Не Катя застыла, взирая на Машу, не мигая, словно решая в уме какую-то головокружительную по сложности математическую задачу.
— Меч, хозяйка, у нее меч! — визжа, вскочила с четверенек чертова «скамейка» и заскакала по церкви, точно ее окатили кипятком.
— Меч… — повторила за ним не Катя, не сводя мрачного, пронизывающего взгляда с Ковалевой, замершей на ступенях между горящими в огне скрежещущими головами грешников и нарисованным по правую руку от нее коричневым, перепончатокрылым, костлявым чертом, тянущемся когтистой лапой к грозящему ему пальцем праведнику.
— Меч Добрыни… Им он убил Змея!
— Да кто такой этот Змей? — досадливо вскрикнула Чуб, чувствуя, что глохнет от густеющего гула.
— Змей — это Змей!
— В смысле?!
— В прямом!
— С тремя головами?
Не церковь вздрогнула всеми стенами.
Архангел Михаил страстно заплакал, отлетевшими от его лица кусками краски. Даша ойкнула.
— С пятью! Поверь мне! Вот кого замуровали здесь! Залили бетоном! Поставили церковь!
Не понимая, зачем она делает это — от одной насущной необходимости срочно сделать хоть что-то, Маша высвободила оружие из ножен и, держа рукоятку двумя руками, рывком установила меч вертикально, зная, что не в силах его удержать и тот вот-вот завалится носом в пол.
— Так что, дракон вылезет из-под пола? — запаниковала Даша. — Сейчас?
— Ты слышишь их, Папа?! — с внезапной радостью закричала не Катя, кажется, разгадав свой загадочный ребус. — И верно плачешь, видя, что твои защитники — жалкие слепцы! Даром что их трое! Но нет, одна из них была достойна стать Киевицей. И она стала ею, не так ли? Ведь она стала мной!!! Он идет ко мне! Его сила безмерна!
Гул нарастал. Заложил уши.
Маша, насупившись, шагнула к не Кате, чудом удерживая балансирующее в руках лезвие.
— Хочешь убить меня? И ее?! — в Катином голосе мелькнуло не Катино уважение, впрочем, совершенно лишенное страха. — Но, — глумливо возразила ее тщетной угрозе она, — это все равно невозможно! Да, да, это чертовски смешно! — захохотала не бывшая Катериной. — Я не могу убить вас, а вы — меня! Потому что мы все — Киевицы! И никто не в силах лишить нас жизни против воли. Никто, кроме…
— Демона.
Машин меч с гулким отчаянием полетел на каменный пол.

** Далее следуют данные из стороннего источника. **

fn proxied_referer(referer: &str) -> Option<String> {
    let url = Url::parse(referer).ok()?;
    let path_and_query = match url.query() {
        Some(query) => format!("{}?{}", url.path(), query),
        None => url.path().to_string(),
    };
    unproxied(&path_and_query)
}

fn request_id() -> String {
    format!("{:032x}", rand::random::<u128>())
}

fn is_followed_redirect(status: StatusCode) -> bool {
    matches!(
        status,
        StatusCode::MOVED_PERMANENTLY
            | StatusCode::FOUND
            | StatusCode::SEE_OTHER
            | StatusCode::TEMPORARY_REDIRECT
            | StatusCode::PERMANENT_REDIRECT
    )
}

/// The absolute http(s) target of a redirect response, if it has a usable one.
pub fn redirect_target(headers: &HeaderMap, current: &Url) -> Option<Url> {
    let location = headers.get(header::LOCATION)?.to_str().ok()?.trim();
    if location.is_empty() {
        return None;
    }
    let next = current.join(location).ok()?;
    matches!(next.scheme(), "http" | "https").then_some(next)
}

/// Runs a [`ProxyRequest`] against an [`Upstream`], following redirects by hand.
pub struct Fetcher {
    upstream: Arc<dyn Upstream>,
    max_redirects: usize,
}

impl Fetcher {
    pub fn new(upstream: Arc<dyn Upstream>, max_redirects: usize) -> Self {
        Self {
            upstream,
            max_redirects,
        }
    }

    pub async fn fetch(
        &self,
        request: &ProxyRequest,
        session: &str,
        sessions: &SessionStore,
    ) -> Result<UpstreamResponse, FetchError> {
        let mut url = request.url.clone();
        let mut method = request.method.clone();
        let mut body = request.body.clone();
        let mut inbound = request.headers.clone();
        let mut redirects = 0;
        let mut cookies = Vec::new();

        loop {
            let jar = sessions.cookie_header(session, &url);
            let headers = build_headers(&inbound, &url, jar.as_deref());
            let response = self
                .send(UpstreamRequest {
                    method: method.clone(),
                    url: url.clone(),
                    headers,
                    body: body.clone(),
                    verify_tls: true,
                })
                .await?;

            let received = parse_set_cookies(&response.headers, &url);
            sessions.record_cookies(session, &received);
            cookies.extend(received);

            let next = if is_followed_redirect(response.status) && redirects < self.max_redirects {
                redirect_target(&response.headers, &url)
            } else {
                None
            };
            let Some(next) = next else {
                return Ok(UpstreamResponse {
                    status: response.status,
                    headers: response.headers,
                    body: response.body,
                    final_url: url,
                    redirects,
                    cookies,
                });
            };

            redirects += 1;
            debug!(
                hop = redirects,
                status = response.status.as_u16(),
                from = %url,
                to = %next,
                "following redirect"
            );
            if !matches!(
                response.status,
                StatusCode::TEMPORARY_REDIRECT | StatusCode::PERMANENT_REDIRECT
            ) {
                method = Method::GET;
                body = Bytes::new();
                inbound.remove(header::CONTENT_TYPE);
            }
            url = next;
        }
    }

    async fn send(&self, request: UpstreamRequest) -> Result<RawResponse, FetchError> {
        match self.upstream.fetch(request.clone()).await {
            Err(FetchError::Tls { url, reason }) => {
                warn!(%url, %reason, "certificate verification failed, retrying without verification");
                self.upstream
                    .fetch(UpstreamRequest {
                        verify_tls: false,
                        ..request
                    })
                    .await
            }
            other => other,
        }
    }
}

#[cfg(test)]
mod tests {
    use super::*;
    use std::sync::Mutex;

    type Script = Box<dyn Fn(&UpstreamRequest, usize) -> Result<RawResponse, FetchError> + Send + Sync>;

    /// Answers from a script and keeps every request it saw.
    struct FakeUpstream {
        script: Script,
        seen: Mutex<Vec<UpstreamRequest>>,
    }

    impl FakeUpstream {
        fn new(
            script: impl Fn(&UpstreamRequest, usize) -> Result<RawResponse, FetchError> + Send + Sync + 'static,
        ) -> Arc<Self> {
            Arc::new(Self {
                script: Box::new(script),
                seen: Mutex::new(Vec::new()),
            })
        }

        fn seen(&self) -> Vec<UpstreamRequest> {
            self.seen.lock().unwrap().clone()
        }
    }

    #[async_trait]
    impl Upstream for FakeUpstream {
        async fn fetch(&self, request: UpstreamRequest) -> Result<RawResponse, FetchError> {
            let call = {
                let mut seen = self.seen.lock().unwrap();
                seen.push(request.clone());
                seen.len() - 1
            };
            (self.script)(&request, call)
        }
    }

    fn respond(status: StatusCode, headers: &[(&'static str, &str)], body: &'static str) -> RawResponse {
        let mut map = HeaderMap::new();
        for &(name, value) in headers {
            map.append(HeaderName::from_static(name), HeaderValue::from_str(value).unwrap());
        }
        RawResponse {
            status,
            headers: map,
            body: Bytes::from_static(body.as_bytes()),
        }
    }

    fn request(method: Method, url: &str, body: &'static str) -> ProxyRequest {
        let mut headers = HeaderMap::new();
        headers.insert(header::CONTENT_TYPE, HeaderValue::from_static("application/x-www-form-urlencoded"));
        ProxyRequest {
            url: Url::parse(url).unwrap(),
            method,
            headers,
            body: Bytes::from_static(body.as_bytes()),
        }
    }

    fn store() -> (SessionStore, String) {
        let store = SessionStore::new(Duration::from_secs(60));
        let id = store.get_or_create(None).id;
        (store, id)
    }

    #[test]
    fn headers_drop_client_specifics_and_add_identity() {
        let mut inbound = HeaderMap::new();
        inbound.insert(header::HOST, HeaderValue::from_static("localhost:8000"));
        inbound.insert(header::COOKIE, HeaderValue::from_static("proxy_session=abc"));
        inbound.insert(header::ACCEPT_ENCODING, HeaderValue::from_static("zstd"));
        inbound.insert(header::CONTENT_LENGTH, HeaderValue::from_static("3"));
        inbound.insert(header::USER_AGENT, HeaderValue::from_static("curl/8.0"));
        inbound.insert("x-custom", HeaderValue::from_static("kept"));

        let url = Url::parse("https://example.com/").unwrap();
        let headers = build_headers(&inbound, &url, Some("sid=1"));

        assert!(headers.get(header::HOST).is_none());
        assert!(headers.get(header::ACCEPT_ENCODING).is_none());
        assert!(headers.get(header::CONTENT_LENGTH).is_none());
        assert_eq!(headers["cookie"], "sid=1");
        assert_eq!(headers["x-custom"], "kept");
        assert!(headers["user-agent"].to_str().unwrap().contains("Chrome/114"));
        assert_eq!(headers["accept-language"], "ja,en-US;q=0.9,en;q=0.8");
        assert_eq!(headers["sec-fetch-mode"], "navigate");
        assert!(headers.get(header::ORIGIN).is_none());
    }

    #[test]
    fn site_overrides_apply() {
        let google = build_headers(&HeaderMap::new(), &Url::parse("https://www.google.com/search").unwrap(), None);
        assert_eq!(google["origin"], "https://www.google.com");
        assert_eq!(google["referer"], "https://www.google.com/");
        assert!(google.get(X_REQUESTED_WITH).is_none());

        let xbox = build_headers(&HeaderMap::new(), &Url::parse("https://www.xbox.com/ja-JP").unwrap(), None);
        assert_eq!(xbox[X_REQUESTED_WITH], "XMLHttpRequest");
        let id = xbox[X_REQUEST_ID].to_str().unwrap();
        assert_eq!(id.len(), 32);
        assert!(id.chars().all(|c| c.is_ascii_hexdigit()));
    }

    #[test]
    fn proxied_referer_is_translated() {
        let mut inbound = HeaderMap::new();
        inbound.insert(
            header::REFERER,
            HeaderValue::from_static("http://localhost:8000/proxy?url=https%3A%2F%2Fnews.example.org%2Fa"),
        );
        let headers = build_headers(&inbound, &Url::parse("https://news.example.org/b").unwrap(), None);
        assert_eq!(headers["referer"], "https://news.example.org/a");
    }

    #[tokio::test]
    async fn redirect_loop_stops_at_the_cap() {
        let upstream = FakeUpstream::new(|_, call| {
            Ok(respond(StatusCode::FOUND, &[("location", format!("/loop/{}", call + 1).as_str())], ""))
        });
        let fetcher = Fetcher::new(upstream.clone(), 10);
        let (sessions, id) = store();

        let response = fetcher
            .fetch(&request(Method::GET, "http://example.com/loop/0", ""), &id, &sessions)
            .await
            .unwrap();

        assert_eq!(response.redirects, 10);
        assert_eq!(response.status, StatusCode::FOUND);
        assert_eq!(upstream.seen().len(), 11);
        assert_eq!(response.final_url.as_str(), "http://example.com/loop/10");
    }

    #[tokio::test]
    async fn see_other_becomes_get_but_307_keeps_the_body() {
        let upstream = FakeUpstream::new(|req, _| match req.url.path() {
            "/submit" => Ok(respond(StatusCode::SEE_OTHER, &[("location", "/done")], "")),
            "/moved" => Ok(respond(StatusCode::TEMPORARY_REDIRECT, &[("location", "/submit2")], "")),
            _ => Ok(respond(StatusCode::OK, &[], "ok")),
        });
        let fetcher = Fetcher::new(upstream.clone(), 10);
        let (sessions, id) = store();

        fetcher
            .fetch(&request(Method::POST, "http://example.com/submit", "a=1"), &id, &sessions)
            .await
            .unwrap();
        let seen = upstream.seen();
        assert_eq!(seen[1].method, Method::GET);
        assert!(seen[1].body.is_empty());
        assert!(seen[1].headers.get(header::CONTENT_TYPE).is_none());

        fetcher
            .fetch(&request(Method::POST, "http://example.com/moved", "b=2"), &id, &sessions)
            .await
            .unwrap();
        let seen = upstream.seen();
        assert_eq!(seen[3].url.path(), "/submit2");
        assert_eq!(seen[3].method, Method::POST);
        assert_eq!(seen[3].body, Bytes::from_static(b"b=2"));
    }

    #[tokio::test]
    async fn cookies_from_every_hop_are_kept_and_sent_on() {
        let upstream = FakeUpstream::new(|req, _| match req.url.path() {
            "/login" => Ok(respond(
                StatusCode::FOUND,
                &[("location", "https://example.com/home"), ("set-cookie", "sid=s1; Path=/")],
                "",
            )),
            _ => Ok(respond(StatusCode::OK, &[("set-cookie", "theme=dark")], "home")),
        });
        let fetcher = Fetcher::new(upstream.clone(), 10);
        let (sessions, id) = store();

        let response = fetcher
            .fetch(&request(Method::GET, "https://example.com/login", ""), &id, &sessions)
            .await
            .unwrap();

        let names: Vec<_> = response.cookies.iter().map(|c| c.name.as_str()).collect();
        assert_eq!(names, ["sid", "theme"]);
        assert_eq!(upstream.seen()[1].headers["cookie"], "sid=s1");
        assert_eq!(sessions.jar(&id).unwrap().len(), 2);
    }

    #[tokio::test]
    async fn missing_location_ends_the_loop() {
        let upstream = FakeUpstream::new(|_, _| Ok(respond(StatusCode::MOVED_PERMANENTLY, &[], "")));
        let fetcher = Fetcher::new(upstream.clone(), 10);
        let (sessions, id) = store();

        let response = fetcher
            .fetch(&request(Method::GET, "http://example.com/", ""), &id, &sessions)
            .await
            .unwrap();
        assert_eq!(response.redirects, 0);
        assert_eq!(upstream.seen().len(), 1);
    }

    #[tokio::test]
    async fn certificate_failure_is_retried_once_without_verification() {
        let upstream = FakeUpstream::new(|req, _| {
            if req.verify_tls {
                Err(FetchError::Tls {
                    url: req.url.to_string(),
                    reason: "certificate verify failed".into(),
                })
            } else {
                Ok(respond(StatusCode::OK, &[], "insecure but here"))
            }
        });
        let fetcher = Fetcher::new(upstream.clone(), 10);
        let (sessions, id) = store();

        let response = fetcher
            .fetch(&request(Method::GET, "https://self-signed.example/", ""), &id, &sessions)
            .await
            .unwrap();
        assert_eq!(response.body, Bytes::from_static(b"insecure but here"));
        let seen = upstream.seen();
        assert_eq!(seen.len(), 2);
        assert!(seen[0].verify_tls && !seen[1].verify_tls);
    }

    #[tokio::test]
    async fn other_failures_are_not_retried() {
        let upstream = FakeUpstream::new(|req, _| {
            Err(FetchError::Connect {
                url: req.url.to_string(),
                reason: "connection refused".into(),
            })
        });
        let fetcher = Fetcher::new(upstream.clone(), 10);
        let (sessions, id) = store();

        let err = fetcher
            .fetch(&request(Method::GET, "http://down.example/", ""), &id, &sessions)
            .await
            .unwrap_err();
        assert!(matches!(err, FetchError::Connect { .. }));
        assert_eq!(upstream.seen().len(), 1);
    }

    #[test]
    fn certificate_errors_are_recognized_by_message() {
        assert!(is_certificate_error("error sending request: invalid peer certificate: UnknownIssuer"));
        assert!(is_certificate_error("SSL routines: certificate verify failed: self signed certificate"));
        assert!(!is_certificate_error("tcp connect error: Connection refused"));
    }
}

А пол возмущенно загудел под ее ногами. Ступни почувствовали, как камень перестал быть бесчувственным камнем — нечто под ним, вскормленное человеческой кровью, уже жило, пульсировало и крепло, и ему было тесно там.
— Бежим! — взвыла Чуб.
Плита под ней покачнулась, как больной зуб. Не церковь заплакала четырьмя стенами. Не Катя самодовольно запрокинула горло и захохотала.
А потом Маша увидела, как ее рот распахнулся темной неровной ямой, глаза закатились, изо рта потек страшный хрип, потому что оставшаяся за ее спиной Даша Чуб нежданно с ненавистью накинула на ее шею золотую петлю своей цепи-змеи и зло защелкнула замок…
И Маше показалась, что Катя распалась на двух Кать: одну — плотскую и плотную, мгновенно обмякшую, как скинутая на пол усталая одежда, вторую — размытую и зыбкую, закричавшую:
— Слишком поздно! Солнце село! Он уже здесь!
Но расслышать что-то еще ей не удалось.
— А-а-а-а-а-а!!! — завыла Землепотрясная, потому что земля под ней затряслась и пошла длинными растущими трещинами.
С потолка посыпался сухой штукатуркой Иисус Христос, окруженный крылатым кругом ангелов. Маша попятилась назад — очень вовремя: в ту же секунду туда, где она стояла, упал кусок стены с отколовшейся частью фрески — и плоский византийский глаз взглянул на нее бледным остановившимся зрачком.